Action by James Doughty against Jacob P. Funk. Judgment for defendant, and plaintiff brings error. Affirmed.

F. L Boynton and West, Scott & Otjen, for plaintiff in error.

W. M Hinch, for defendant in error.

TURNER J.

On April 16, 1903, James Doughty, as receiver of the Union Trust Company of Sioux City, Iowa, plaintiff in error, plaintiff below, sued Jacob P. Funk, defendant in error, defendant below, in the District Court of Kingfisher county on the following promissory note: "Peabody, Kansas, June 1 1886. Know all men by these presents: That five years after the date hereof, for value received, I promise to pay to the order of Shupe, Tressler & Lark, the principal sum of fourteen hundred dollars, lawful money of the United States of America, with interest thereon at the rate of seven per centum until paid, semiannually, on the first days of June and December in each year according to the tenor of ten interest coupons of fifty-nine dollars, each, bearing even date herewith, hereto annexed. Both principal and interest coupons payable at the Union Trust Company, Philadelphia, Pa., and if default be made in the payment of any interest coupon or any portion thereof, then all said principal and interest coupons shall at the option of the said Shupe, Tressler & Lark as the legal holder thereof, become at once due and payable without further notice and the holder thereof may collect the principal and interest at once as stipulated on the mortgage made to secure this note. All appraisement and stay laws are hereby expressly waived. The principal and interest coupons are to draw interest at 12 per cent. per annum after default of payment of any interest coupon or after maturity. It is further agreed and declared that the notes are made and executed under, and are in all respects to be governed and construed by the laws of the state of Kansas, and is given for an actual loan of fourteen hundred dollars, said loan being secured by mortgage of even date herewith on real estate, duly recorded. Jacob P. Funk. Donaldson, Hosmer & Co. Witnesses: M. C. Donaldson. E. M. Donaldson."

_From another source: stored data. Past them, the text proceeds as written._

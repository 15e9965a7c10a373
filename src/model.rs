// The pattern generator behind the matrix fill loop.
//
// The real collaborator contract is `forward(batch, note_dropout)` returning
// raw onset probabilities; everything downstream only sees that trait. The
// default implementation is a weight-table generator: a per-cell onset
// probability prior, blended with whatever onsets survive note dropout on
// the input batch.

use std::path::Path;

use anyhow::{Context, ensure};
use rand::Rng;

use crate::pattern::Pattern;
use crate::shared::{LOOP_DURATION, NUM_CHANNELS, PATTERN_SHAPE};

pub struct ModelOutput {
    /// Raw onset probabilities, shape [batch, steps, NUM_CHANNELS].
    pub onsets: Pattern,
}

pub trait Inference {
    fn forward(&self, batch: &Pattern, note_dropout: f32) -> anyhow::Result<ModelOutput>;
}

/// Weight-table generator. `weights[step * NUM_CHANNELS + channel]` is the
/// prior probability of an onset in that cell.
pub struct SyncopateModel {
    weights: Vec<f32>,
}

impl SyncopateModel {
    /// Built-in prior: a loose 808 groove with the backbeat strong and
    /// everything else sparse enough that dropout noise matters.
    pub fn builtin() -> Self {
        let mut weights = vec![0.05; LOOP_DURATION * NUM_CHANNELS];
        // channel order matches the sample map: kick, snare, closed hat,
        // open hat, high tom, mid tom, low tom, crash, ride
        let accents: [(usize, &[usize], f32); 6] = [
            (0, &[0, 8], 0.9),        // kick on the downbeats
            (0, &[6, 10, 14], 0.3),   // syncopated kick candidates
            (1, &[4, 12], 0.85),      // snare backbeat
            (2, &[0, 2, 4, 6, 8, 10, 12, 14], 0.6), // eighth-note hats
            (3, &[7, 15], 0.25),      // open hat pickups
            (8, &[0], 0.2),           // occasional ride on the one
        ];
        for (channel, steps, p) in accents {
            for &step in steps {
                weights[step * NUM_CHANNELS + channel] = p;
            }
        }
        Self { weights }
    }

    /// Load a weight table from a JSON file: a flat array of
    /// LOOP_DURATION * NUM_CHANNELS probabilities.
    pub fn from_file(path: &Path) -> anyhow::Result<Self> {
        let raw = std::fs::read_to_string(path)
            .with_context(|| format!("reading model weights from {}", path.display()))?;
        let weights: Vec<f32> =
            serde_json::from_str(&raw).context("model weights are not a JSON float array")?;
        ensure!(
            weights.len() == LOOP_DURATION * NUM_CHANNELS,
            "model weight table has {} entries, expected {}",
            weights.len(),
            LOOP_DURATION * NUM_CHANNELS
        );
        ensure!(
            weights.iter().all(|w| (0.0..=1.0).contains(w)),
            "model weights out of [0, 1]"
        );
        Ok(Self { weights })
    }
}

impl Inference for SyncopateModel {
    fn forward(&self, batch: &Pattern, note_dropout: f32) -> anyhow::Result<ModelOutput> {
        let [batch_size, steps, in_channels] = batch.shape();
        ensure!(steps == LOOP_DURATION, "input batch has {steps} steps");
        ensure!(
            in_channels >= NUM_CHANNELS,
            "input batch has {in_channels} channels, expected at least {NUM_CHANNELS}"
        );

        let mut rng = rand::thread_rng();
        let mut out = Vec::with_capacity(batch_size * steps * NUM_CHANNELS);
        for b in 0..batch_size {
            for step in 0..steps {
                for channel in 0..NUM_CHANNELS {
                    // only the onset block of the input matters; velocity
                    // and offset channels ride along as zeros
                    let onset = batch.get(b, step, channel);
                    let kept = if rng.r#gen::<f32>() < note_dropout { 0.0 } else { onset };
                    let prior = self.weights[step * NUM_CHANNELS + channel];
                    let jitter = rng.r#gen::<f32>() * 0.3;
                    let p = (prior + 0.5 * kept + jitter - 0.15).clamp(0.0, 1.0);
                    out.push(p);
                }
            }
        }
        Ok(ModelOutput {
            onsets: Pattern::new(out, [batch_size, steps, NUM_CHANNELS])?,
        })
    }
}

/// Random seed onsets for the first forward pass, density 0.5.
pub fn random_onsets() -> Pattern {
    let mut rng = rand::thread_rng();
    let data = (0..PATTERN_SHAPE.iter().product::<usize>())
        .map(|_| if rng.r#gen::<f32>() > 0.5 { 1.0 } else { 0.0 })
        .collect();
    Pattern::new(data, PATTERN_SHAPE).expect("seed shape is constant")
}

/// Stack onsets with zeroed velocity and offset blocks along the channel
/// axis, then repeat along the batch axis to fill one inference batch.
pub fn build_input_batch(onsets: &Pattern, batch_size: usize) -> anyhow::Result<Pattern> {
    let velocities = Pattern::zeros(onsets.shape());
    let offsets = Pattern::zeros(onsets.shape());
    let input = onsets.concatenate(&velocities, 2)?.concatenate(&offsets, 2)?;

    let mut batch = input.clone();
    for _ in 0..batch_size.saturating_sub(1) {
        batch = batch.concatenate(&input, 0)?;
    }
    Ok(batch)
}

#[cfg(test)]
mod tests {
    use super::*;
    use crate::shared::BATCH_SIZE;

    #[test]
    fn input_batch_has_three_channel_blocks() {
        let batch = build_input_batch(&random_onsets(), BATCH_SIZE).unwrap();
        assert_eq!(batch.shape(), [BATCH_SIZE, LOOP_DURATION, NUM_CHANNELS * 3]);
        // velocity and offset blocks stay zero
        for step in 0..LOOP_DURATION {
            for channel in NUM_CHANNELS..NUM_CHANNELS * 3 {
                assert_eq!(batch.get(0, step, channel), 0.0);
            }
        }
    }

    #[test]
    fn forward_outputs_probabilities_of_batch_shape() {
        let model = SyncopateModel::builtin();
        let batch = build_input_batch(&random_onsets(), BATCH_SIZE).unwrap();
        let out = model.forward(&batch, 0.4).unwrap();
        assert_eq!(out.onsets.shape(), [BATCH_SIZE, LOOP_DURATION, NUM_CHANNELS]);
        assert!(out.onsets.data().iter().all(|p| (0.0..=1.0).contains(p)));
    }

    #[test]
    fn missing_weight_file_is_an_error() {
        assert!(SyncopateModel::from_file(Path::new("/nonexistent/weights.json")).is_err());
    }
}
pub mod sample_loader;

The petition, in substance, states: That said Union Trust Company is a foreign corporation under the laws of Iowa. That theretofore in the district court in the county of Woodbury in said state said Doughty was appointed receiver of said company. That he is now duly qualified and acting as such and is authorized and empowered to collect debts due and owing to said company and sue and be sued and to transact any and all business necessary to close up the business affairs of said company. That on the date thereof defendant made, executed, and delivered to the payees therein said note, who made thereon (without date) the following assignment: "For value received, we hereby assign and transfer the within note and coupons together with all interest in and right under the real estate first mortgage securing the same without recourse to the Union Trust Company of Sioux City. [Signed] Shupe, Tressler & Lark." That plaintiff "is the owner and holder of said promissory note as receiver aforesaid. That no part of said principal or interest has been paid as above set out," and there is now due on said note $1,671 and interest, and prayed judgment. For amended answer defendant, among other things, pleaded a general denial, and specifically denied, "that James Doughty, receiver of the Union Trust Company of Sioux City, Iowa, is now the owner and holder of the note sued on herein." After reply there was trial to a jury, which resulted in a judgment for defendant, and plaintiff brings the case here for review.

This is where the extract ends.